I had my fourth knee surgery a couple months ago. It was a new and exciting way to celebrate Valentine's Day. No, that wasn't really my plan. I was however told that based on the poor condition of my knee, I'm already and candidate for joint replacement. Getting old sucks! Ok, so I'm not exactly a candidate for the cover of Runner's World or anything. I honestly had hopes of getting in shape, a shape other than round, and being more active. It's funny how motivating a threat such as knee replacement can be. I've been rather quiet for a while about some of the steps I've taken to try and be just a bit more healthy. In all honesty, I plan to blame/thank my brother Pete.

Pete came by for a visit a week after my knee surgery. It's always nice to spend time with a fellow Mac devotee. Also, he's my big brother, what's not to like? (we'll skip the trauma he induced in my youth...it was his job...and I'm sure I deserved some of it). Oh, back to why Pete is the reason for me trying to be...better.

The bitch showed up weighing less than me! There are 8 years and at least 3 inches of height between us. I should never weigh more than my big brother. Call it selfish logic if you will, but it all makes sense in my head. Anyway, so Pete and his wife jumped on the calorie counting bandwagon and have been losing weight like it's money to spend. It wasn't until I was around someone making big changes that I saw the train wreck that my health was becoming. My blood pressure was too high, my weight was at a number that I don't want to talk about, and overall, I felt like garbage. And I'm a candidate for knee replacement. Somehow the bright light of good intentioned change finally came on above my head. After he left, I did a lot of thinking. I have friends who swear by P90X, others who think beer is the key to weight loss, and a few friends who adore Weight Watchers. P90X isn't really an option yet, my knee is still too unstable for much beyond walking. Beer, well, I'm basically allergic to it, so that was out. Weight Watchers however, is free for me. I work for a company that recognizes good health leads to lower insurance, a stronger workforce...blah blah blah. And because they see that, they will pay for weight loss programs.
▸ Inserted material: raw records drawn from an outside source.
#[cfg(test)]
mod tests {
    use super::*;

    #[test]
    fn slice_views_share_the_contract() {
        let mut storage = [0u8; 16];
        let view: &mut [u8] = &mut storage;
        view.put_u32(0, 0xDEAD_BEEF).unwrap();
        assert_eq!(view.get_u32(0), Ok(0xDEAD_BEEF));
        view.put_u16_be(4, 0x0102).unwrap();
        let mut copied = [0u8; 2];
        view.get_bytes(4, &mut copied).unwrap();
        assert_eq!(copied, [0x01, 0x02]);
    }

    #[test]
    fn order_forms_byte_swap() {
        let mut storage = [0u8; 8];
        let view: &mut [u8] = &mut storage;
        view.put_u32_le(0, 0x0A0B_0C0D).unwrap();
        assert_eq!(&view.as_bytes()[..4], &[0x0D, 0x0C, 0x0B, 0x0A]);
        view.put_u32_be(4, 0x0A0B_0C0D).unwrap();
        assert_eq!(&view.as_bytes()[4..], &[0x0A, 0x0B, 0x0C, 0x0D]);
        assert_eq!(
            view.get_u32_order(0, ByteOrder::LittleEndian),
            view.get_u32_order(4, ByteOrder::BigEndian)
        );
    }

    #[test]
    fn one_byte_boundary() {
        let storage = [7u8; 4];
        let view: &[u8] = &storage;
        assert_eq!(view.get_u8(3), Ok(7));
        assert_eq!(
            view.get_u8(4),
            Err(BufferError::OutOfBounds {
                index: 4,
                length: 1,
                capacity: 4
            })
        );
    }

    #[test]
    fn typed_access_past_the_end_fails() {
        let mut storage = [0u8; 4];
        let view: &mut [u8] = &mut storage;
        assert!(view.get_u32(1).is_err());
        assert!(view.put_u64(0, 1).is_err());
        assert!(view.get_u32(0).is_ok());
    }

    #[test]
    fn unchecked_access_matches_checked() {
        let mut storage = [0u8; 8];
        let view: &mut [u8] = &mut storage;
        // SAFETY: index 0 with 8 bytes available.
        unsafe { view.put_u64_unchecked(0, 0x0102_0304_0506_0708) };
        assert_eq!(view.get_u64(0), Ok(0x0102_0304_0506_0708));
        // SAFETY: as above.
        assert_eq!(unsafe { view.get_u64_unchecked(0) }, 0x0102_0304_0506_0708);
    }

    #[test]
    fn content_semantics_on_slices() {
        let a = [1u8, 2, 3];
        let b = [1u8, 2, 3];
        let c = [1u8, 2, 3, 0];
        assert!(a[..].content_equals(&b[..]));
        // same prefix, different capacity: never equal, shorter orders first
        assert!(!a[..].content_equals(&c[..]));
        assert_eq!(a[..].content_compare(&c[..]), Ordering::Less);
        assert_eq!(a[..].content_hash(), b[..].content_hash());
        assert_ne!(a[..].content_hash(), c[..].content_hash());
    }
}
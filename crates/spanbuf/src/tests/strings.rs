//! Length-prefixed and bare string codec behavior.

use crate::{BufferError, ByteOrder, ByteView, ByteViewMut, GrowableHeapBuffer, HeapBuffer};

#[test]
fn ascii_roundtrip_with_headers() {
    let mut buffer = GrowableHeapBuffer::new();
    let written = buffer.put_string_ascii(0, "hello").unwrap();
    assert_eq!(written, 9);
    assert_eq!(buffer.get_string_ascii(0).unwrap(), "hello");
    assert_eq!(buffer.get_i32(0), Ok(5));
}

#[test]
fn explicit_byte_order_headers() {
    let mut buffer = HeapBuffer::new(32);
    buffer
        .put_string_ascii_order(0, "abc", ByteOrder::BigEndian)
        .unwrap();
    assert_eq!(&buffer.as_bytes()[..7], &[0, 0, 0, 3, b'a', b'b', b'c']);
    assert_eq!(
        buffer
            .get_string_ascii_order(0, ByteOrder::BigEndian)
            .unwrap(),
        "abc"
    );

    buffer
        .put_string_utf8_order(8, "xyz", ByteOrder::LittleEndian)
        .unwrap();
    assert_eq!(&buffer.as_bytes()[8..15], &[3, 0, 0, 0, b'x', b'y', b'z']);
}

#[test]
fn non_ascii_characters_become_question_marks() {
    let mut buffer = HeapBuffer::new(32);
    let written = buffer.put_string_ascii(0, "héllo\u{20AC}").unwrap();
    // six characters, one byte each
    assert_eq!(written, 10);
    assert_eq!(&buffer.as_bytes()[4..10], b"h?llo?");
}

#[test]
fn utf8_payload_is_preserved() {
    let mut buffer = GrowableHeapBuffer::new();
    let text = "héllo\u{20AC} done";
    let written = buffer.put_string_utf8(0, text).unwrap();
    assert_eq!(written, 4 + text.len());
    assert_eq!(buffer.get_string_utf8(0).unwrap(), text);
}

#[test]
fn empty_string_has_no_payload() {
    let mut buffer = HeapBuffer::new(4);
    assert_eq!(buffer.put_string_ascii(0, ""), Ok(4));
    assert_eq!(buffer.get_string_ascii(0).unwrap(), "");
    assert_eq!(buffer.put_string_utf8(0, ""), Ok(4));
    assert_eq!(buffer.get_string_utf8(0).unwrap(), "");
}

#[test]
fn negative_wire_length_is_rejected() {
    let mut buffer = HeapBuffer::new(8);
    buffer.put_i32(0, -1).unwrap();
    assert_eq!(
        buffer.get_string_ascii(0),
        Err(BufferError::NegativeLength { length: -1 })
    );
    assert_eq!(
        buffer.get_string_utf8(0),
        Err(BufferError::NegativeLength { length: -1 })
    );
}

#[test]
fn header_past_payload_capacity_is_out_of_bounds() {
    let mut buffer = HeapBuffer::new(8);
    buffer.put_i32(0, 100).unwrap();
    assert!(matches!(
        buffer.get_string_ascii(0),
        Err(BufferError::OutOfBounds { .. })
    ));
}

#[test]
fn bounded_put_enforces_the_callers_limit() {
    let mut buffer = GrowableHeapBuffer::new();
    assert_eq!(buffer.put_string_utf8_bounded(0, "abcdef", 6), Ok(10));
    assert_eq!(
        buffer.put_string_utf8_bounded(0, "abcdefg", 6),
        Err(BufferError::SizeExceeded { length: 7, max: 6 })
    );
    // multi-byte characters count by encoded length
    assert_eq!(
        buffer.put_string_utf8_bounded(0, "\u{20AC}\u{20AC}", 5),
        Err(BufferError::SizeExceeded { length: 6, max: 5 })
    );
}

#[test]
fn without_length_forms_take_exact_byte_counts() {
    let mut buffer = HeapBuffer::new(16);
    let written = buffer.put_string_ascii_without_length(3, "abc").unwrap();
    assert_eq!(written, 3);
    assert_eq!(
        buffer.get_string_ascii_without_length(3, 3).unwrap(),
        "abc"
    );
    let written = buffer.put_string_utf8_without_length(8, "dé").unwrap();
    assert_eq!(written, 3);
    assert_eq!(buffer.get_string_utf8_without_length(8, 3).unwrap(), "dé");
}

#[test]
fn read_side_widens_high_bytes() {
    let mut buffer = HeapBuffer::new(8);
    buffer.put_i32(0, 2).unwrap();
    buffer.put_u8(4, 0xE9).unwrap(); // é in Latin-1
    buffer.put_u8(5, b'x').unwrap();
    assert_eq!(buffer.get_string_ascii(0).unwrap(), "éx");
}
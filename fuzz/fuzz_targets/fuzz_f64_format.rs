#![no_main]

use libfuzzer_sys::fuzz_target;
use spanbuf::{ByteView, ByteViewMut, HeapBuffer};

// Round-trip every bit pattern: format must never panic, always emit plain
// decimal text, and re-parsing must recover the exact value.
fuzz_target!(|bits: u64| {
    let value = f64::from_bits(bits);
    let mut buffer = HeapBuffer::new(512);
    let length = buffer.put_f64_ascii(0, value).unwrap();

    let text = buffer.get_string_ascii_without_length(0, length).unwrap();
    assert!(!text.contains(['e', 'E']), "scientific notation in {text:?}");

    let reparsed: f64 = text.parse().unwrap();
    if value.is_nan() {
        assert!(reparsed.is_nan());
    } else {
        assert_eq!(reparsed.to_bits(), value.to_bits(), "{text:?}");
    }
});
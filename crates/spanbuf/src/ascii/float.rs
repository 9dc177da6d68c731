//! Shortest round-trip decimal formatting of IEEE-754 doubles.
//!
//! Free-format Burger–Dybvig digit generation over [`Big`]: the mantissa and
//! its rounding interval are scaled into a big-integer fraction, digits are
//! produced until the interval uniquely identifies the original value, and
//! round-half-to-even decides the boundary digit. The output is always plain
//! decimal (`0.xxxx` or `xxxx.0` layouts), never scientific notation.

use core::cmp::Ordering;

use super::bignum::Big;

/// Worst-case output length of [`format_f64`]: sign, `0.`, 323 leading
/// zeros for the smallest subnormal, and up to 17 significant digits.
pub const MAX_F64_ASCII: usize = 344;

const FRACTION_BITS: u32 = 52;
const FRACTION_MASK: u64 = (1 << FRACTION_BITS) - 1;
const EXPONENT_MASK: u64 = 0x7FF;
const HIDDEN_BIT: u64 = 1 << FRACTION_BITS;

struct Decimal {
    /// Raw digit values `0..=9`, most significant first.
    digits: [u8; 18],
    len: usize,
    /// Decimal exponent: the value is `0.digits * 10^exp10`.
    exp10: i32,
}

/// Formats `value` into the front of `dst`, returning the byte count.
///
/// The result is the shortest decimal string that parses back (round to
/// nearest, ties to even) to the identical bit pattern. Signed zero,
/// infinities, and NaN are written as the fixed literals `0.0`, `-0.0`,
/// `Infinity`, `-Infinity`, and `NaN`.
///
/// # Panics
///
/// When `dst` is shorter than [`MAX_F64_ASCII`].
pub fn format_f64(dst: &mut [u8], value: f64) -> usize {
    assert!(dst.len() >= MAX_F64_ASCII);
    let bits = value.to_bits();
    let negative = bits >> 63 == 1;
    let biased = ((bits >> FRACTION_BITS) & EXPONENT_MASK) as i32;
    let fraction = bits & FRACTION_MASK;

    if biased == EXPONENT_MASK as i32 {
        let literal: &[u8] = if fraction != 0 {
            b"NaN"
        } else if negative {
            b"-Infinity"
        } else {
            b"Infinity"
        };
        dst[..literal.len()].copy_from_slice(literal);
        return literal.len();
    }
    if biased == 0 && fraction == 0 {
        let literal: &[u8] = if negative { b"-0.0" } else { b"0.0" };
        dst[..literal.len()].copy_from_slice(literal);
        return literal.len();
    }

    // Normalize to value = mantissa * 2^exp with an integer mantissa.
    let (mantissa, exp) = if biased == 0 {
        (fraction, 1 - 1075)
    } else {
        (fraction | HIDDEN_BIT, biased - 1075)
    };
    // At a power-of-two boundary (other than the smallest normal) the gap
    // below the value is half the gap above it.
    let unequal_gaps = fraction == 0 && biased > 1;
    let decimal = shortest_decimal(mantissa, exp, unequal_gaps);
    emit(dst, negative, &decimal)
}

fn high(scaled: &Big, s: &Big, even: bool) -> bool {
    match scaled.cmp(s) {
        Ordering::Greater => true,
        Ordering::Equal => even,
        Ordering::Less => false,
    }
}

fn low(r: &Big, m_minus: &Big, even: bool) -> bool {
    match r.cmp(m_minus) {
        Ordering::Less => true,
        Ordering::Equal => even,
        Ordering::Greater => false,
    }
}

/// Quotient of `r / s` in `0..=9`; leaves the remainder in `r`.
fn next_digit(r: &mut Big, s: &Big) -> u8 {
    let mut digit = 0u8;
    while (*r).cmp(s) != Ordering::Less {
        r.sub_assign(s);
        digit += 1;
        debug_assert!(digit < 10);
    }
    digit
}

#[allow(clippy::too_many_lines)]
fn shortest_decimal(mantissa: u64, exp: i32, unequal_gaps: bool) -> Decimal {
    // Round-to-nearest-even maps a boundary value back to this mantissa only
    // when the mantissa is even, so even mantissas own their interval ends.
    let even = mantissa & 1 == 0;

    // value = r / s; boundaries at (r - m_minus) / s and (r + m_plus) / s.
    let mut r = Big::from_u64(mantissa);
    let mut s;
    let mut m_plus;
    let mut m_minus;
    if exp >= 0 {
        let exp = exp.unsigned_abs();
        if unequal_gaps {
            r.shl(exp + 2);
            s = Big::from_u64(4);
            m_plus = Big::pow2(exp + 1);
            m_minus = Big::pow2(exp);
        } else {
            r.shl(exp + 1);
            s = Big::from_u64(2);
            m_plus = Big::pow2(exp);
            m_minus = Big::pow2(exp);
        }
    } else {
        let shift = exp.unsigned_abs();
        if unequal_gaps {
            r.shl(2);
            s = Big::pow2(shift + 2);
            m_plus = Big::from_u64(2);
            m_minus = Big::from_u64(1);
        } else {
            r.shl(1);
            s = Big::pow2(shift + 1);
            m_plus = Big::from_u64(1);
            m_minus = Big::from_u64(1);
        }
    }

    // Estimate ceil(log10(value)) from the binary exponent; 1233/4096 is a
    // lower approximation of log10(2) so the fixup below only has to move by
    // at most one in either direction.
    let log2 = 63 - i32::try_from(mantissa.leading_zeros()).unwrap_or(0) + exp;
    let mut exp10 = ((log2 * 1233) >> 12) + 1;
    if exp10 >= 0 {
        s.mul_pow10(exp10.unsigned_abs());
    } else {
        let power = exp10.unsigned_abs();
        r.mul_pow10(power);
        m_plus.mul_pow10(power);
        m_minus.mul_pow10(power);
    }

    // Fix the estimate so that value + m_plus lies in [1/10, 1) scaled by s.
    loop {
        if high(&r.plus(&m_plus), &s, even) {
            s.times10();
            exp10 += 1;
            continue;
        }
        let mut boundary = r.plus(&m_plus);
        boundary.times10();
        if high(&boundary, &s, even) {
            break;
        }
        r.times10();
        m_plus.times10();
        m_minus.times10();
        exp10 -= 1;
    }

    let mut digits = [0u8; 18];
    let mut len = 0;
    loop {
        r.times10();
        m_plus.times10();
        m_minus.times10();
        let mut digit = next_digit(&mut r, &s);
        let lo = low(&r, &m_minus, even);
        let hi = high(&r.plus(&m_plus), &s, even);
        if !lo && !hi {
            digits[len] = digit;
            len += 1;
            continue;
        }
        if hi && !lo {
            digit += 1;
        } else if lo && hi {
            // Both boundaries reach: round half to even on the remainder.
            let mut doubled = r;
            doubled.shl(1);
            digit += match doubled.cmp(&s) {
                Ordering::Less => 0,
                Ordering::Greater => 1,
                Ordering::Equal => digit & 1,
            };
        }
        digits[len] = digit;
        len += 1;
        break;
    }

    // A rounded-up 9 carries left; a carry out of the first digit shifts the
    // decimal point instead of adding a digit.
    let mut i = len;
    while i > 0 && digits[i - 1] == 10 {
        digits[i - 1] = 0;
        if i == 1 {
            digits[0] = 1;
            exp10 += 1;
        } else {
            digits[i - 2] += 1;
        }
        i -= 1;
    }
    while len > 1 && digits[len - 1] == 0 {
        len -= 1;
    }

    Decimal {
        digits,
        len,
        exp10,
    }
}

fn emit(dst: &mut [u8], negative: bool, decimal: &Decimal) -> usize {
    let digits = &decimal.digits[..decimal.len];
    let mut pos = 0;
    let mut push = |dst: &mut [u8], byte: u8| {
        dst[pos] = byte;
        pos += 1;
    };
    if negative {
        push(dst, b'-');
    }
    let point = decimal.exp10;
    if point <= 0 {
        push(dst, b'0');
        push(dst, b'.');
        for _ in 0..point.unsigned_abs() {
            push(dst, b'0');
        }
        for &digit in digits {
            push(dst, b'0' + digit);
        }
    } else if point as usize >= digits.len() {
        for &digit in digits {
            push(dst, b'0' + digit);
        }
        for _ in 0..(point as usize - digits.len()) {
            push(dst, b'0');
        }
        push(dst, b'.');
        push(dst, b'0');
    } else {
        let split = point as usize;
        for &digit in &digits[..split] {
            push(dst, b'0' + digit);
        }
        push(dst, b'.');
        for &digit in &digits[split..] {
            push(dst, b'0' + digit);
        }
    }
    pos
}
/// Byte order of a multi-byte access.
///
/// Every typed accessor exists in a native-order form plus explicit
/// little-endian, big-endian, and runtime-selected forms; a requested order
/// different from [`ByteOrder::NATIVE`] byte-swaps after read / before write.
#[derive(Debug, Clone, Copy, PartialEq, Eq, Hash)]
pub enum ByteOrder {
    /// Least-significant byte first.
    LittleEndian,
    /// Most-significant byte first.
    BigEndian,
}

impl ByteOrder {
    /// The byte order of the host platform.
    pub const NATIVE: ByteOrder = if cfg!(target_endian = "big") {
        ByteOrder::BigEndian
    } else {
        ByteOrder::LittleEndian
    };

    /// Whether this order matches the host platform's.
    #[must_use]
    pub const fn is_native(self) -> bool {
        matches!(
            (self, ByteOrder::NATIVE),
            (ByteOrder::LittleEndian, ByteOrder::LittleEndian)
                | (ByteOrder::BigEndian, ByteOrder::BigEndian)
        )
    }
}
//! Fixed-capacity buffer over an off-heap allocation.

use alloc::alloc::{Layout, alloc_zeroed, dealloc, handle_alloc_error};
use core::{fmt, ptr::NonNull};

use crate::{
    bounds::check_bounds,
    error::BufferError,
    view::{AtomicByteView, ByteView, ByteViewMut, debug_prefix, impl_content_traits},
};

/// All native allocations are 8-byte aligned so the atomic accessors only
/// have to validate the index, not the base.
pub(crate) const NATIVE_ALIGN: usize = 8;

fn layout_for(capacity: usize) -> Layout {
    Layout::from_size_align(capacity, NATIVE_ALIGN).expect("capacity overflows the allocator limit")
}

/// Zeroed allocation of `capacity` bytes; dangling for zero capacity.
pub(crate) fn allocate(capacity: usize) -> NonNull<u8> {
    if capacity == 0 {
        return NonNull::dangling();
    }
    let layout = layout_for(capacity);
    // SAFETY: layout has non-zero size.
    let Some(ptr) = NonNull::new(unsafe { alloc_zeroed(layout) }) else {
        handle_alloc_error(layout);
    };
    ptr
}

/// Releases an allocation produced by [`allocate`].
///
/// # Safety
///
/// `ptr` must come from `allocate(capacity)` with the same `capacity`, and
/// must not be used afterwards.
pub(crate) unsafe fn deallocate(ptr: NonNull<u8>, capacity: usize) {
    if capacity > 0 {
        // SAFETY: same layout as the allocation, per the contract above.
        unsafe { dealloc(ptr.as_ptr(), layout_for(capacity)) };
    }
}

/// Fixed-capacity buffer backed by an off-heap allocation, freed on drop.
///
/// Unlike [`HeapBuffer`](crate::HeapBuffer) the backing is 8-byte aligned,
/// so this variant also carries the [`AtomicByteView`] accessors.
pub struct NativeBuffer {
    ptr: NonNull<u8>,
    capacity: usize,
}

impl NativeBuffer {
    /// A zero-filled buffer of `capacity` bytes of native memory.
    ///
    /// # Panics
    ///
    /// When `capacity` overflows the allocator's size limit, or on
    /// allocation failure.
    #[must_use]
    pub fn new(capacity: usize) -> Self {
        NativeBuffer {
            ptr: allocate(capacity),
            capacity,
        }
    }

    /// A buffer holding a copy of `bytes`, capacity equal to its length.
    #[must_use]
    pub fn from_slice(bytes: &[u8]) -> Self {
        let buffer = NativeBuffer::new(bytes.len());
        if !bytes.is_empty() {
            // SAFETY: freshly allocated with exactly `bytes.len()` bytes.
            unsafe {
                core::ptr::copy_nonoverlapping(bytes.as_ptr(), buffer.ptr.as_ptr(), bytes.len());
            }
        }
        buffer
    }
}

impl Drop for NativeBuffer {
    fn drop(&mut self) {
        // SAFETY: ptr/capacity came from `allocate` and are dropped once.
        unsafe { deallocate(self.ptr, self.capacity) };
    }
}

// SAFETY: the allocation is uniquely owned; plain mutation requires `&mut
// self` and the only `&self` mutation path is the atomic accessor family.
unsafe impl Send for NativeBuffer {}
unsafe impl Sync for NativeBuffer {}

impl ByteView for NativeBuffer {
    fn capacity(&self) -> usize {
        self.capacity
    }

    fn as_bytes(&self) -> &[u8] {
        // SAFETY: the allocation is valid for `capacity` bytes and zeroed.
        unsafe { core::slice::from_raw_parts(self.ptr.as_ptr(), self.capacity) }
    }
}

impl ByteViewMut for NativeBuffer {
    fn as_bytes_mut(&mut self) -> &mut [u8] {
        // SAFETY: as `as_bytes`, with exclusivity from `&mut self`.
        unsafe { core::slice::from_raw_parts_mut(self.ptr.as_ptr(), self.capacity) }
    }

    fn ensure_capacity(&mut self, index: usize, length: usize) -> Result<(), BufferError> {
        check_bounds(index, length, self.capacity)
    }
}

impl AtomicByteView for NativeBuffer {
    fn base_ptr(&self) -> *mut u8 {
        self.ptr.as_ptr()
    }
}

impl fmt::Debug for NativeBuffer {
    fn fmt(&self, f: &mut fmt::Formatter<'_>) -> fmt::Result {
        f.debug_struct("NativeBuffer")
            .field("capacity", &self.capacity)
            .field("bytes", &debug_prefix(self.as_bytes()))
            .finish()
    }
}

impl_content_traits!(NativeBuffer);
use std::sync::{Arc, Weak};

use log::{debug, info, warn};
use tokio::sync::watch;
use tokio::task::JoinHandle;

use super::drop::DropGesture;
use super::reorder::{apply_move, MoveOutcome};
use crate::api::ApiClient;
use crate::error::{Action, AppError};
use crate::models::{Board, BoardPatch, CardInput, CardPatch, ColumnInput, Id, MoveCardRequest};
use crate::notify::Notifier;
use crate::pages::{refresh, required};

#[derive(Debug, Clone, Default, PartialEq, Eq)]
pub struct BoardViewState {
    /// Replaced by a new allocation on every change.
    pub board: Option<Arc<Board>>,
    pub loading: bool,
    pub error: Option<String>,
}

struct Inner {
    board_id: Id,
    client: Arc<ApiClient>,
    notifier: Notifier,
    state: watch::Sender<BoardViewState>,
}

impl Inner {
    fn publish(&self, board: Board) {
        self.state.send_modify(|state| {
            state.board = Some(Arc::new(board));
            state.loading = false;
            state.error = None;
        });
    }
}

/// State of the board detail page.
///
/// Dropping the last clone unmounts the view: reconciliation tasks still in
/// flight discard their results.
#[derive(Clone)]
pub struct BoardView {
    inner: Arc<Inner>,
}

impl BoardView {
    pub fn new(board_id: Id, client: Arc<ApiClient>, notifier: Notifier) -> Self {
        let (state, _) = watch::channel(BoardViewState {
            loading: true,
            ..BoardViewState::default()
        });
        Self {
            inner: Arc::new(Inner {
                board_id,
                client,
                notifier,
                state,
            }),
        }
    }

    pub fn board_id(&self) -> Id {
        self.inner.board_id
    }

    pub fn subscribe(&self) -> watch::Receiver<BoardViewState> {
        self.inner.state.subscribe()
    }

    pub fn snapshot(&self) -> BoardViewState {
        self.inner.state.borrow().clone()
    }

    pub fn board(&self) -> Option<Arc<Board>> {
        self.inner.state.borrow().board.clone()
    }

    /// Fetches the board and replaces the state wholesale.
    pub async fn load(&self) -> Result<(), AppError> {
        self.inner.state.send_modify(|state| state.loading = true);

        match self.inner.client.get_board(self.inner.board_id).await {
            Ok(board) => {
                self.inner.publish(board);
                Ok(())
            }
            Err(e) => {
                warn!("Failed to load board {}: {}", self.inner.board_id, e);
                self.inner.state.send_modify(|state| {
                    state.loading = false;
                    state.error = Some(e.display_message());
                });
                Err(e)
            }
        }
    }

    /// Moves a card locally right away and confirms with the server in the
    /// background.
    ///
    /// Returns the reconciliation task, or `None` when the card is already at
    /// the requested slot. Invalid moves leave the state untouched and send
    /// nothing.
    pub fn move_card(
        &self,
        card_id: Id,
        to_column: Id,
        to_position: usize,
    ) -> Result<Option<JoinHandle<()>>, AppError> {
        let mut result = Ok(None);
        self.inner.state.send_if_modified(|state| {
            let board = match state.board.as_ref() {
                Some(board) => board,
                None => {
                    result = Err(AppError::InvalidMove("board is not loaded".into()));
                    return false;
                }
            };
            match apply_move(board, card_id, to_column, to_position) {
                Ok(MoveOutcome::Moved { board, position }) => {
                    state.board = Some(Arc::new(board));
                    result = Ok(Some(position));
                    true
                }
                Ok(MoveOutcome::Unchanged) => false,
                Err(e) => {
                    result = Err(e);
                    false
                }
            }
        });

        let position = match result? {
            Some(position) => position,
            None => {
                debug!("Card {} dropped on its own slot", card_id);
                return Ok(None);
            }
        };

        let request = MoveCardRequest {
            column_id: to_column,
            position: position as i64,
        };
        debug!(
            "Moved card {} to column {} at {} locally",
            card_id, to_column, position
        );
        Ok(Some(tokio::spawn(reconcile_move(
            Arc::downgrade(&self.inner),
            self.inner.client.clone(),
            self.inner.board_id,
            card_id,
            request,
        ))))
    }

    /// Completes a drag gesture. Gestures that hit nothing are ignored.
    pub fn drop_card(&self, gesture: &DropGesture) -> Result<Option<JoinHandle<()>>, AppError> {
        let target = match self.board().and_then(|board| gesture.resolve(&board)) {
            Some(target) => target,
            None => return Ok(None),
        };
        self.move_card(gesture.card_id(), target.column_id, target.position)
    }

    /// Appends a column and reloads the board.
    pub async fn add_column(&self, name: &str) -> Result<(), AppError> {
        let name = required(name, "Column name")?;
        let input = ColumnInput {
            name: Some(name),
            position: None,
        };
        let result = self
            .inner
            .client
            .create_column(self.inner.board_id, &input)
            .await;
        self.finish(Action::CreateColumn, result).await
    }

    /// Renames a column and reloads the board.
    pub async fn rename_column(&self, column_id: Id, name: &str) -> Result<(), AppError> {
        let name = required(name, "Column name")?;
        let input = ColumnInput {
            name: Some(name),
            position: None,
        };
        let result = self
            .inner
            .client
            .update_column(self.inner.board_id, column_id, &input)
            .await;
        self.finish(Action::UpdateColumn, result).await
    }

    /// Deletes a column and reloads the board.
    pub async fn delete_column(&self, column_id: Id) -> Result<(), AppError> {
        let result = self
            .inner
            .client
            .delete_column(self.inner.board_id, column_id)
            .await;
        self.finish(Action::DeleteColumn, result).await
    }

    /// Adds a card at the end of `column_id`. The title doubles as its name.
    pub async fn add_card(&self, column_id: Id, title: &str) -> Result<(), AppError> {
        let title = required(title, "Card title")?;
        let result = self
            .inner
            .client
            .create_card(&CardInput::titled(column_id, &title))
            .await
            .map(|_| ());
        self.finish(Action::CreateCard, result).await
    }

    /// Saves a card edit and reloads the board.
    pub async fn update_card(
        &self,
        card_id: Id,
        title: &str,
        description: &str,
    ) -> Result<(), AppError> {
        let title = required(title, "Card title")?;
        let result = self
            .inner
            .client
            .update_card(card_id, &CardPatch::edit(&title, description))
            .await
            .map(|_| ());
        self.finish(Action::UpdateCard, result).await
    }

    /// Deletes a card and reloads the board.
    pub async fn delete_card(&self, card_id: Id) -> Result<(), AppError> {
        let result = self.inner.client.delete_card(card_id).await;
        self.finish(Action::DeleteCard, result).await
    }

    /// Saves the board settings form.
    pub async fn update_settings(&self, patch: &BoardPatch) -> Result<(), AppError> {
        let result = self
            .inner
            .client
            .update_board(self.inner.board_id, patch)
            .await
            .map(|_| ());
        self.finish(Action::UpdateBoard, result).await
    }

    /// Success reloads the board; failure leaves it untouched and shows a toast.
    async fn finish(&self, action: Action, result: Result<(), AppError>) -> Result<(), AppError> {
        match result {
            Ok(()) => {
                refresh(self.load()).await;
                Ok(())
            }
            Err(e) => {
                self.inner.notifier.failure(action, &e);
                Err(e)
            }
        }
    }
}

async fn reconcile_move(
    view: Weak<Inner>,
    client: Arc<ApiClient>,
    board_id: Id,
    card_id: Id,
    request: MoveCardRequest,
) {
    let error = match client.move_card(card_id, &request).await {
        Ok(()) => {
            debug!("Server confirmed move of card {}", card_id);
            return;
        }
        Err(e) => e,
    };

    if view.strong_count() == 0 {
        debug!("Board {} view is gone; ignoring failed move", board_id);
        return;
    }
    // The session is being torn down; there is nothing left to reload into.
    if error.is_unauthorized() {
        return;
    }

    warn!(
        "Failed to move card {}, reloading board {}: {}",
        card_id, board_id, error
    );
    match client.get_board(board_id).await {
        Ok(board) => match view.upgrade() {
            Some(inner) => {
                inner.publish(board);
                info!("Board {} reloaded after failed move", board_id);
            }
            None => debug!("Board {} view is gone; discarding reload", board_id),
        },
        Err(e) => warn!("Failed to reload board {}: {}", board_id, e),
    }
}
Ok, I said it, I joined Weight Watchers. It took me a long time to realize that I wasn't doing such a great job of self directing my life. We've all been told a time or two that recognizing we need help is a huge step. In 8 weeks I've lost 12 pounds, my blood pressure is lower, and I don't feel like stale dog poop in an old grocery bag. I still have more to lose, but I don't weigh much more than my big brother anymore. I also seem to have a much greater wardrobe, as all kinds of clothes fit me now. In all of this, I've learned the vegetables are yummy, I'm addicted to carrots, and sometimes...ok, most times...change is good. Getting back to some sort of exercise is the next step...baby steps.

The one thing that Weight Watchers can't answer for me is this whole issue of getting older and somehow becoming more emotional. I have always prided myself on being the person who doesn't cry at movies. Don't ask my why I pride myself on this. I honestly have no idea. Anyway, I was never one to get misty over a Hallmark commercial, cry at weddings, or any of that sappy stuff. My body seems to have decided that this will now change.

I'm 34, I joined Weight Watchers to lose weight...and I get misty over sappy things now.

WHAT THE HELL?!?!?!

Weight loss is good...becoming an emotional basket case...not so good. I oppose getting old.